• [THE PROBLEM] Where a line in the material beneath contains "services", count it. Give the number only.

• [RECORDS TO PROCESS]
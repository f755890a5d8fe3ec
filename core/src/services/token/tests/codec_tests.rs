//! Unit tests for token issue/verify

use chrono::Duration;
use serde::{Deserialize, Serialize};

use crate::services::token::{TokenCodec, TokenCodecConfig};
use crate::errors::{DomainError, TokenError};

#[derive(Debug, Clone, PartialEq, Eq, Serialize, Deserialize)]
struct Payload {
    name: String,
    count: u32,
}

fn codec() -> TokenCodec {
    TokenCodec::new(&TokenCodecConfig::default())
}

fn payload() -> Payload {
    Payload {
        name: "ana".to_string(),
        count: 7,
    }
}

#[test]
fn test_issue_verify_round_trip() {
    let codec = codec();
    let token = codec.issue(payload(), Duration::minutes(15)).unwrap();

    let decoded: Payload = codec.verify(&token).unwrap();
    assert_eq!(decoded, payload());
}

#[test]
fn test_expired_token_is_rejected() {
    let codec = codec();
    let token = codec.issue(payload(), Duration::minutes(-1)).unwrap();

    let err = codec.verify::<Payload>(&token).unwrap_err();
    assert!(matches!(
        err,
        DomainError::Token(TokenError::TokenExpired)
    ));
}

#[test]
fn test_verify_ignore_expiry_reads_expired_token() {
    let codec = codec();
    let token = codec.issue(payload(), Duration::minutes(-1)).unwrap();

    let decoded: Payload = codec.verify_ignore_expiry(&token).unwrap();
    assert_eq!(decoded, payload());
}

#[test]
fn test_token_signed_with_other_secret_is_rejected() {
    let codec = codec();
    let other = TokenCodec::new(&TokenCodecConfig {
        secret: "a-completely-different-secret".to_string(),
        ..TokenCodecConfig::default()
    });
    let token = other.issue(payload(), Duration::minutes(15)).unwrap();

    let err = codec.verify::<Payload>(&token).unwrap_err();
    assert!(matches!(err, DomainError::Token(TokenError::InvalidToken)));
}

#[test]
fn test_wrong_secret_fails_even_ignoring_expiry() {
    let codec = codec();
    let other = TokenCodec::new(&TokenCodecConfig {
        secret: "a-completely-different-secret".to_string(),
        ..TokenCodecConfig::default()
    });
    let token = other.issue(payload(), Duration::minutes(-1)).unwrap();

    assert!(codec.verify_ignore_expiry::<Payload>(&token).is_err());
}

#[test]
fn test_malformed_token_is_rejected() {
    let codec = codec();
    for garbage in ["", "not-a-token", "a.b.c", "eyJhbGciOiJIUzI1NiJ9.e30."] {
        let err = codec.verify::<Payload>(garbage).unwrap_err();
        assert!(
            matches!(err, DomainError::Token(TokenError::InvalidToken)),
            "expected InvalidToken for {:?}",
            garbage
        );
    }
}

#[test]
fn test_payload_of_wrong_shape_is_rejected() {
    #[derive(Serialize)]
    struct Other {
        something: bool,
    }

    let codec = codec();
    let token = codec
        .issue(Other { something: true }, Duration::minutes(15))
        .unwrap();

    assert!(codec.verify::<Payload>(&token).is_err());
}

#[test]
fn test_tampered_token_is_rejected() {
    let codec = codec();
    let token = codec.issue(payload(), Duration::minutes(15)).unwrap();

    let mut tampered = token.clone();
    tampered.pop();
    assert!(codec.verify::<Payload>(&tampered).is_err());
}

==

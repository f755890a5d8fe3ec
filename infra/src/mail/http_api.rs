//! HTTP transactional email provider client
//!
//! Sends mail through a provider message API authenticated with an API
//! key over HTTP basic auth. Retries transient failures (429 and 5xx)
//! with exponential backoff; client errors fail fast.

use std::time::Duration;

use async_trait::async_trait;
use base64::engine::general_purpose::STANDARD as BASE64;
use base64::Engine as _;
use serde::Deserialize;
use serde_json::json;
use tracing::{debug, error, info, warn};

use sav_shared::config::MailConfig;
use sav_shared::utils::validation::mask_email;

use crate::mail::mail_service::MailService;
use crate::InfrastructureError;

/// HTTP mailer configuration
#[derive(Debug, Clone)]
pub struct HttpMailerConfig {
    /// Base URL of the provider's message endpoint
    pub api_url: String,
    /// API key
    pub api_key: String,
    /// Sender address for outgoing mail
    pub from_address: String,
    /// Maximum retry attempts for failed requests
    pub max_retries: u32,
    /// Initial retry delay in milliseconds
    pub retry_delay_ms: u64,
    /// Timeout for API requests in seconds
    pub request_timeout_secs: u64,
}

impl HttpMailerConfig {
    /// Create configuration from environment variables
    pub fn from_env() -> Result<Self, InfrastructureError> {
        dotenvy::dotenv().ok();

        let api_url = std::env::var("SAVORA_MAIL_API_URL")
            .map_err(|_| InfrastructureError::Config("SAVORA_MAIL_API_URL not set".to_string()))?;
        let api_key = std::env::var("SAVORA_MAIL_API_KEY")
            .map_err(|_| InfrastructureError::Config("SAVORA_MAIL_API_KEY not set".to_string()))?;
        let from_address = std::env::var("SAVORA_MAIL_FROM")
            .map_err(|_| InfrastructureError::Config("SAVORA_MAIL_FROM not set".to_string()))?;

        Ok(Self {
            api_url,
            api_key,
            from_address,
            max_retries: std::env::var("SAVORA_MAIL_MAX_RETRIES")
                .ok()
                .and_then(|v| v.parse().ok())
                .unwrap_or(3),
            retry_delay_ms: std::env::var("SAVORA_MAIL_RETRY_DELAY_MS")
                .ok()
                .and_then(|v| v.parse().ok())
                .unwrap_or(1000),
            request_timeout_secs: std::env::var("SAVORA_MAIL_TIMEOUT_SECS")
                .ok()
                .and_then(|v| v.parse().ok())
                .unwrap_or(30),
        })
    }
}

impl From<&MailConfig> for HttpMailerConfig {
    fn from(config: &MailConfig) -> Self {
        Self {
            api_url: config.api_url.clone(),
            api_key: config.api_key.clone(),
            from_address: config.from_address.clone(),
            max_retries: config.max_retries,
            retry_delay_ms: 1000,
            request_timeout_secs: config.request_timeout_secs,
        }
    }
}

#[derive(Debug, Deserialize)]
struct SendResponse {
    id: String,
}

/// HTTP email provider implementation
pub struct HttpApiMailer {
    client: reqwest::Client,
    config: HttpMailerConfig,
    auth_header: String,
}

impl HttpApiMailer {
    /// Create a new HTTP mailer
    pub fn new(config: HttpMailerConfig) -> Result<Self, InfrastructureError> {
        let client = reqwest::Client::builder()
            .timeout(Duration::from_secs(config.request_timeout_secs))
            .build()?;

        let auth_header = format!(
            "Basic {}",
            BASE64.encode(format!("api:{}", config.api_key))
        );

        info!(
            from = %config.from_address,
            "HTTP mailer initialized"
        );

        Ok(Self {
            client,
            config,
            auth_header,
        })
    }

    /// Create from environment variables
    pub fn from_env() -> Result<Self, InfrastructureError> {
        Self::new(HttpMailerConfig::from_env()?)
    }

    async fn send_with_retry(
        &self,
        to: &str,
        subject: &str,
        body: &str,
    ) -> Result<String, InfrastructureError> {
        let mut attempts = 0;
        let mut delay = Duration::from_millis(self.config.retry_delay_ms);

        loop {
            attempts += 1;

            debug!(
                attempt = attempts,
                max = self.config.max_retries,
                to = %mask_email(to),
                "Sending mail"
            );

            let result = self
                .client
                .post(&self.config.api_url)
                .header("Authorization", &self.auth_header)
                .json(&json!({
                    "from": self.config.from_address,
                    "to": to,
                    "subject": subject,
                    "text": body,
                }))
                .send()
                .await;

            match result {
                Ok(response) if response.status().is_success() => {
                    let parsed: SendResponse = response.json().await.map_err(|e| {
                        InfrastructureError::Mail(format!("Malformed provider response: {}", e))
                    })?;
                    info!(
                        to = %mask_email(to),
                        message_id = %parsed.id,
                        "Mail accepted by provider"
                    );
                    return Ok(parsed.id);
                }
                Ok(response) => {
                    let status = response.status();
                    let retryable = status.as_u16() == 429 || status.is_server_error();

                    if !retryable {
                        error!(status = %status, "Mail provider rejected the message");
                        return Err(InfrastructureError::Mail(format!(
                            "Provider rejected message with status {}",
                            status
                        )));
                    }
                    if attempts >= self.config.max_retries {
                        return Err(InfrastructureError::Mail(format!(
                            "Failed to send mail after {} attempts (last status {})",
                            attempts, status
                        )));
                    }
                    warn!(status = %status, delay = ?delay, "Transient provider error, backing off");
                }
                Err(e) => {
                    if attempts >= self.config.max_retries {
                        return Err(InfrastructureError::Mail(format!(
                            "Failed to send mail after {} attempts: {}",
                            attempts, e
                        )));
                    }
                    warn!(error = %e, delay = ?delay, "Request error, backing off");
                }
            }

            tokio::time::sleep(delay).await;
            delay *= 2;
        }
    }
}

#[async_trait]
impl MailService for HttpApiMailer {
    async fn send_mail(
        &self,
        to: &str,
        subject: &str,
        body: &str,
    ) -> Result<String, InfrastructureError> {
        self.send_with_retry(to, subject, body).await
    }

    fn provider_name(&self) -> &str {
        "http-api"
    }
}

• [WORKED SOLUTION] 2